GIVEN DATA START

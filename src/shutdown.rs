// ABOUTME: Process-wide shutdown signal as an explicit cancellation token.
// ABOUTME: Cancelled on ctrl-c; passed to the server loop and every dispatch branch.

use tokio_util::sync::CancellationToken;

/// Create the process shutdown token and spawn the ctrl-c watcher that
/// cancels it. Outstanding streams and dispatch branches observe the token
/// and abandon their work instead of being awaited indefinitely.
pub fn install() -> CancellationToken {
    let token = CancellationToken::new();
    let trigger = token.clone();

    tokio::spawn(async move {
        match tokio::signal::ctrl_c().await {
            Ok(()) => tracing::info!("Shutdown signal received"),
            Err(e) => tracing::error!(error = %e, "Failed to listen for shutdown signal"),
        }
        trigger.cancel();
    });

    token
}
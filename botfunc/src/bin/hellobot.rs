// ABOUTME: Demo handler process: replies "hey there" to messages matching "hello".
// ABOUTME: Registers itself with the broker at startup, then serves dispatches until ctrl-c.

use std::net::SocketAddr;

use anyhow::Result;
use async_trait::async_trait;
use clap::Parser;
use tokio::sync::mpsc;
use tracing_subscriber::{layer::SubscriberExt, util::SubscriberInitExt};

use botfunc::ChatFunc;
use botrpc::{ChatMessage, Handler};

#[derive(Parser)]
#[command(name = "hellobot", about = "Friendly demo handler for the chatbot broker")]
struct Args {
    /// Address to serve the dispatch endpoint on
    #[arg(long, default_value = "0.0.0.0:8081")]
    listen: SocketAddr,

    /// Address the broker should dial to reach this handler
    #[arg(long, default_value = "127.0.0.1:8081")]
    advertise: String,

    /// Broker registration endpoint
    #[arg(long, default_value = "http://127.0.0.1:8080")]
    broker: String,
}

struct HelloBot;

#[async_trait]
impl ChatFunc for HelloBot {
    async fn handle(&self, message: ChatMessage, replies: mpsc::Sender<ChatMessage>) {
        let reply = ChatMessage {
            body: "hey there".to_string(),
            user: message.user,
            channel: message.channel,
            handler_name: String::new(),
        };
        let _ = replies.send(reply).await;
    }
}

#[tokio::main]
async fn main() -> Result<()> {
    tracing_subscriber::registry()
        .with(
            tracing_subscriber::EnvFilter::try_from_default_env().unwrap_or_else(|_| "info".into()),
        )
        .with(tracing_subscriber::fmt::layer())
        .init();

    let args = Args::parse();

    let descriptor = Handler {
        name: "hello".to_string(),
        trigger: "hello".to_string(),
        address: args.advertise.clone(),
        usage: "say hello and hellobot says hey there".to_string(),
    };

    botfunc::run(args.listen, &args.broker, descriptor, HelloBot).await?;
    Ok(())
}
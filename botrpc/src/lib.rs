// ABOUTME: Generated gRPC bindings for the botrpc wire contract.
// ABOUTME: Shared by the broker, handler processes, and integration clients.

tonic::include_proto!("botrpc");
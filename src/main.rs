// ABOUTME: Broker entry point: config, logging, and gRPC server startup.
// ABOUTME: Serves Registration and Messaging until ctrl-c, then drains via cancellation.

use std::net::SocketAddr;
use std::path::PathBuf;
use std::sync::Arc;

use anyhow::{Context, Result};
use clap::Parser;
use tonic::transport::Server;
use tracing_subscriber::{layer::SubscriberExt, util::SubscriberInitExt};

use botrpc::messaging_server::MessagingServer;
use botrpc::registration_server::RegistrationServer;
use chatbot::broker::{MessagingService, RegistrationService};
use chatbot::config::Config;
use chatbot::dispatch::{DispatchConfig, Dispatcher};
use chatbot::registry::Registry;

#[derive(Parser)]
#[command(
    name = "chatbot",
    about = "Chat-message broker routing chat events to registered handlers"
)]
struct Args {
    /// Path to a TOML config file
    #[arg(short, long)]
    config: Option<PathBuf>,

    /// Listen address override (host:port)
    #[arg(short, long)]
    listen: Option<String>,
}

#[tokio::main]
async fn main() -> Result<()> {
    tracing_subscriber::registry()
        .with(
            tracing_subscriber::EnvFilter::try_from_default_env().unwrap_or_else(|_| "info".into()),
        )
        .with(tracing_subscriber::fmt::layer())
        .init();

    dotenvy::dotenv().ok();

    let args = Args::parse();
    let mut config = Config::load(args.config.as_deref())?;
    if let Some(listen) = args.listen {
        config.listen.addr = listen;
    }

    let addr: SocketAddr = config
        .listen
        .addr
        .parse()
        .with_context(|| format!("invalid listen address {:?}", config.listen.addr))?;

    tracing::info!(
        listen = %addr,
        handler_timeout_secs = ?config.dispatch.handler_timeout_secs,
        "Configuration loaded"
    );

    let shutdown = chatbot::shutdown::install();

    let registry = Arc::new(Registry::new());
    let dispatcher = Arc::new(Dispatcher::new(
        registry.clone(),
        DispatchConfig {
            handler_timeout: config.dispatch.handler_timeout(),
        },
        shutdown.clone(),
    ));

    tracing::info!("Broker listening for registrations and chat messages");

    // A failed bind is fatal; everything past it is contained per branch.
    let wait_shutdown = shutdown.clone();
    Server::builder()
        .add_service(RegistrationServer::new(RegistrationService::new(registry)))
        .add_service(MessagingServer::new(MessagingService::new(dispatcher)))
        .serve_with_shutdown(addr, async move { wait_shutdown.cancelled().await })
        .await
        .context("broker gRPC server failed")?;

    tracing::info!("Broker shut down");
    Ok(())
}
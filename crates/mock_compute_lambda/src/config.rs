use std::env;

use crate::handlers::worker::WorkerHandlerConfig;

#[derive(Debug, Clone, PartialEq, Eq)]
pub struct WorkerConfig {
    pub log_event: bool,
    pub enforce_deadline: bool,
}

impl Default for WorkerConfig {
    fn default() -> Self {
        Self {
            log_event: true,
            enforce_deadline: true,
        }
    }
}

impl WorkerConfig {
    pub fn from_env() -> Result<Self, String> {
        Self::from_lookup(|key| env::var(key).ok())
    }

    pub fn from_lookup(lookup: impl Fn(&str) -> Option<String>) -> Result<Self, String> {
        let defaults = Self::default();

        let log_event = match lookup("MOCK_COMPUTE_LOG_EVENT") {
            Some(raw) => parse_flag(&raw, "MOCK_COMPUTE_LOG_EVENT")?,
            None => defaults.log_event,
        };

        let enforce_deadline = match lookup("MOCK_COMPUTE_ENFORCE_DEADLINE") {
            Some(raw) => parse_flag(&raw, "MOCK_COMPUTE_ENFORCE_DEADLINE")?,
            None => defaults.enforce_deadline,
        };

        Ok(Self {
            log_event,
            enforce_deadline,
        })
    }

    pub fn handler_config(&self) -> WorkerHandlerConfig {
        WorkerHandlerConfig {
            log_event: self.log_event,
        }
    }
}

fn parse_flag(raw: &str, name: &str) -> Result<bool, String> {
    match raw.trim().to_ascii_lowercase().as_str() {
        "1" | "true" | "yes" | "on" => Ok(true),
        "0" | "false" | "no" | "off" => Ok(false),
        _ => Err(format!("{name} must be a boolean (true/false)")),
    }
}
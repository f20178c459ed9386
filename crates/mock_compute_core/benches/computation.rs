//! Benchmarks for the compute-mode workload using Criterion.rs.

use criterion::{black_box, criterion_group, criterion_main, BenchmarkId, Criterion};
use mock_compute_core::workload::run_synthetic_computation;

fn bench_synthetic_computation(c: &mut Criterion) {
    let cases = vec![
        ("ring_small", 1_024usize, 1_000_000u64),
        ("ring_medium", 1 << 16, 1_000_000),
        ("ring_unbounded", 1 << 24, 1_000_000),
    ];

    let mut group = c.benchmark_group("synthetic_computation");
    for (name, ring_capacity, iterations) in cases {
        group.bench_with_input(
            BenchmarkId::from_parameter(name),
            &(ring_capacity, iterations),
            |b, &(ring_capacity, iterations)| {
                b.iter(|| black_box(run_synthetic_computation(ring_capacity, iterations)));
            },
        );
    }
    group.finish();
}

criterion_group!(benches, bench_synthetic_computation);
criterion_main!(benches);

GIVEN DATA END

■ REQUIRED ACTION ■
Scan the records above, then copy out each line that mentions "replies".

■ YOUR SOLUTION ■
// ABOUTME: Demo handler process: replies "hey there" to messages matching "hello".
    async fn handle(&self, message: ChatMessage, replies: mpsc::Sender<ChatMessage>) {
        let _ = replies.send(reply).await;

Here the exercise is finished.